Recognizing areas to reduce the burden of regulatory inspection
In the past, drug manufacturing facilities – even those with a long history of compliance – were often inspected by both the EU authorities and the U.S. Food and Drug Administration, sometimes within the same year. Recognizing that these replicated efforts use resources that could be reallocated toward drug manufacturing facilities with higher public health risks, the EU and FDA agreed to rely on each other’s inspection reports (following a program of joint inspections) and encourage greater international harmonization of compliance standards while still protecting consumer safety.
This decision was formalized over the last two years in a Mutual Recognition Agreement (MRA), which is defined as an agreement between two or more countries to recognize a specific process or procedure of the other country (see the FDA FAQs). The MRA includes marketed, finished pharmaceuticals and biological products for human use, intermediates and active pharmaceutical ingredients but currently excludes some products such as vaccines and advanced therapy medicinal products (ATMPs).
The MRA between the EU and U.S. allows the FDA and EU inspectorates to use inspection reports and other related information obtained during drug manufacturing facility inspections to determine if a facility is manufacturing high quality drugs. These inspections can be conducted by an EU inspectorate or by the FDA; both entities still reserve the right to inspect each other at any time and in any country.

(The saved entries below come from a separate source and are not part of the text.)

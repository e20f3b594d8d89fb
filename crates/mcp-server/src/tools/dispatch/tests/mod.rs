use super::*;
use rmcp::handler::server::wrapper::Parameters;
use tempfile::tempdir;

fn report_text(result: &CallToolResult) -> &str {
    result
        .content
        .first()
        .and_then(|c| c.as_text())
        .map(|t| t.text.as_str())
        .expect("text content")
}

fn offline_service() -> ClangdMcpService {
    ClangdMcpService::new(ToolchainConfig {
        clangd_candidates: vec!["clangd-mcp-missing-clangd".to_string()],
        compilers: vec!["clangd-mcp-missing-cc".to_string()],
        ctags: "clangd-mcp-missing-ctags".to_string(),
        clang_format_candidates: vec!["clangd-mcp-missing-format".to_string()],
        ..ToolchainConfig::default()
    })
}

#[tokio::test]
async fn every_tool_reports_missing_paths_as_not_found() {
    let service = offline_service();
    let missing = "/definitely/not/here.cpp".to_string();

    let results = vec![
        service
            .check_file(Parameters(CheckFileRequest {
                file_path: missing.clone(),
                build_dir: None,
            }))
            .await
            .unwrap(),
        service
            .find_symbol(Parameters(FindSymbolRequest {
                symbol: "main".to_string(),
                directory: Some("/definitely/not/a/dir".to_string()),
                extensions: None,
            }))
            .await
            .unwrap(),
        service
            .get_includes(Parameters(GetIncludesRequest {
                file_path: missing.clone(),
            }))
            .await
            .unwrap(),
        service
            .list_functions(Parameters(ListFunctionsRequest {
                file_path: missing.clone(),
            }))
            .await
            .unwrap(),
        service
            .clang_format(Parameters(ClangFormatRequest {
                file_path: missing.clone(),
                style: None,
                dry_run: Some(false),
            }))
            .await
            .unwrap(),
    ];

    for result in &results {
        assert_ne!(result.is_error, Some(true));
        let text = report_text(result);
        assert!(text.contains("not found"), "unexpected report: {text}");
    }
}

#[tokio::test]
async fn find_symbol_rejects_invalid_and_empty_patterns() {
    let service = offline_service();

    let result = service
        .find_symbol(Parameters(FindSymbolRequest {
            symbol: "foo(".to_string(),
            directory: None,
            extensions: None,
        }))
        .await
        .unwrap();
    assert_eq!(result.is_error, Some(true));
    assert!(report_text(&result).starts_with("error: invalid_request\nInvalid regex 'foo('"));

    let result = service
        .find_symbol(Parameters(FindSymbolRequest {
            symbol: String::new(),
            directory: None,
            extensions: None,
        }))
        .await
        .unwrap();
    assert_eq!(result.is_error, Some(true));
}

#[tokio::test]
async fn find_symbol_blank_arguments_fall_back_to_defaults() {
    let tmp = tempdir().expect("tempdir");
    let root = tmp.path();
    std::fs::write(root.join("a.hpp"), "struct Needle {};\n").unwrap();
    std::fs::write(root.join("a.txt"), "Needle\n").unwrap();

    let service = offline_service();
    let result = service
        .find_symbol(Parameters(FindSymbolRequest {
            symbol: "Needle".to_string(),
            directory: Some(root.to_string_lossy().into_owned()),
            extensions: Some("   ".to_string()),
        }))
        .await
        .unwrap();
    let text = report_text(&result);
    assert!(text.starts_with("Found 1 match(es) for 'Needle':"), "{text}");
    assert!(text.contains("a.hpp:1: struct Needle {};"));
}

#[tokio::test]
async fn get_includes_round_trip_through_service() {
    let tmp = tempdir().expect("tempdir");
    let file = tmp.path().join("main.cpp");
    std::fs::write(&file, "// x\n\n#include <a.h>\n\n#include \"b.h\"\n").unwrap();
    let file_path = file.to_string_lossy().into_owned();

    let result = offline_service()
        .get_includes(Parameters(GetIncludesRequest {
            file_path: file_path.clone(),
        }))
        .await
        .unwrap();
    assert_eq!(
        report_text(&result),
        format!("Includes in {file_path}:\n  L3: system a.h\n  L5: local  b.h\n")
    );
}

#[tokio::test]
async fn check_file_without_any_toolchain_is_a_report_not_an_error() {
    let _guard = crate::test_support::SPAWN_MUTEX.lock().await;
    let tmp = tempdir().expect("tempdir");
    let file = tmp.path().join("a.cpp");
    std::fs::write(&file, "int main() {}\n").unwrap();

    let result = offline_service()
        .check_file(Parameters(CheckFileRequest {
            file_path: file.to_string_lossy().into_owned(),
            build_dir: Some(String::new()),
        }))
        .await
        .unwrap();
    assert_ne!(result.is_error, Some(true));
    assert!(report_text(&result).starts_with("No compatible C/C++ tool is installed"));
}

#[test]
fn blank_optional_arguments_use_defaults() {
    assert_eq!(arg_or(None, "build"), "build");
    assert_eq!(arg_or(Some("  "), "build"), "build");
    assert_eq!(arg_or(Some(" out "), "build"), "out");
}

#[test]
fn server_info_advertises_tools() {
    let info = offline_service().get_info();
    assert!(info.capabilities.tools.is_some());
    let instructions = info.instructions.expect("instructions");
    assert!(instructions.contains("check_file"));
    assert!(instructions.contains("clang_format"));
}
use std::path::{Path, PathBuf};

/// Serializes tests that spawn child processes.
///
/// Writing an executable script while another test thread forks can make the later exec
/// fail with ETXTBSY, so every process-spawning unit test holds this lock.
pub(crate) static SPAWN_MUTEX: tokio::sync::Mutex<()> = tokio::sync::Mutex::const_new(());

/// Write an executable `/bin/sh` script standing in for an external tool.
#[cfg(unix)]
pub(crate) fn write_fake_tool(dir: &Path, name: &str, body: &str) -> PathBuf {
    use std::os::unix::fs::PermissionsExt;

    let path = dir.join(name);
    std::fs::write(&path, format!("#!/bin/sh\n{body}\n")).expect("write fake tool");
    let mut perms = std::fs::metadata(&path).expect("stat fake tool").permissions();
    perms.set_mode(0o755);
    std::fs::set_permissions(&path, perms).expect("chmod fake tool");
    path
}

/// Script prelude answering the discovery probe.
#[cfg(unix)]
pub(crate) const VERSION_PROBE: &str = "if [ \"$1\" = \"--version\" ]; then echo fake 1.0; exit 0; fi";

The benefits of a Mutual Recognition Agreement in terms of Brexit
Currently, with the EU-U.S. MRA in place, EU authorities can rely on FDA inspections of U.S. facilities – and vice versa – and waive retesting of U.S. products upon importation into the EU, provided that Qualified Persons verify controls have been carried out in the U.S. The U.K. follows EU Good Manufacturing Practice (GMP) regulations, and, in the current pre-Brexit state, also operates under the U.S.-EU MRA.
If the Brexit withdrawal agreement is signed off, the current arrangements will apply through the transition period. Marketing authorization holders will be able to continue to rely on QC testing conducted in the U.K., where Covance has sites in Harrogate, York and Huntingdon. We believe that during this potential transition period it is likely that a similar MRA will be formed between the EU and U.K. Both parties have followed the same GMP regulations over the last 40+ years and have strong ethical motivations to continue the freedom of movement of medicines.
In the unlikely scenario of a delayed agreement between the U.K. and EU post-Brexit, Covance has set up a mitigation strategy where the U.S.-based Covance site in Greenfield, Indiana can take on product release testing for the EU market operating under the current EU-U.S. MRA. The Greenfield site has a strong history of successful GMP regulatory inspections with no 483s or major/critical findings reported since 2011. This includes the MHRA (U.K.) in March 2017; FDA (U.S.) – Jan 2016; FDA (U.S.) – Nov 2013; and Health Canada – May 2012.
Positioning for a smooth transition while facing the unknown
Sponsors with global product releases need a partner that can provide access to many facilities worldwide and offer guidance on how to best meet global regulations. Our CMC teams at Covance are confident that our global release strategy will help reduce the risk of any drug product-related delays associated with the uncertainty surrounding Brexit. Prepare for the unknown and ensure your programs and processes are best positioned for a smooth transition.
1 Brexit is shorthand for “British exit” – the United Kingdom’s vote in a June 23, 2016, referendum to leave the European Union.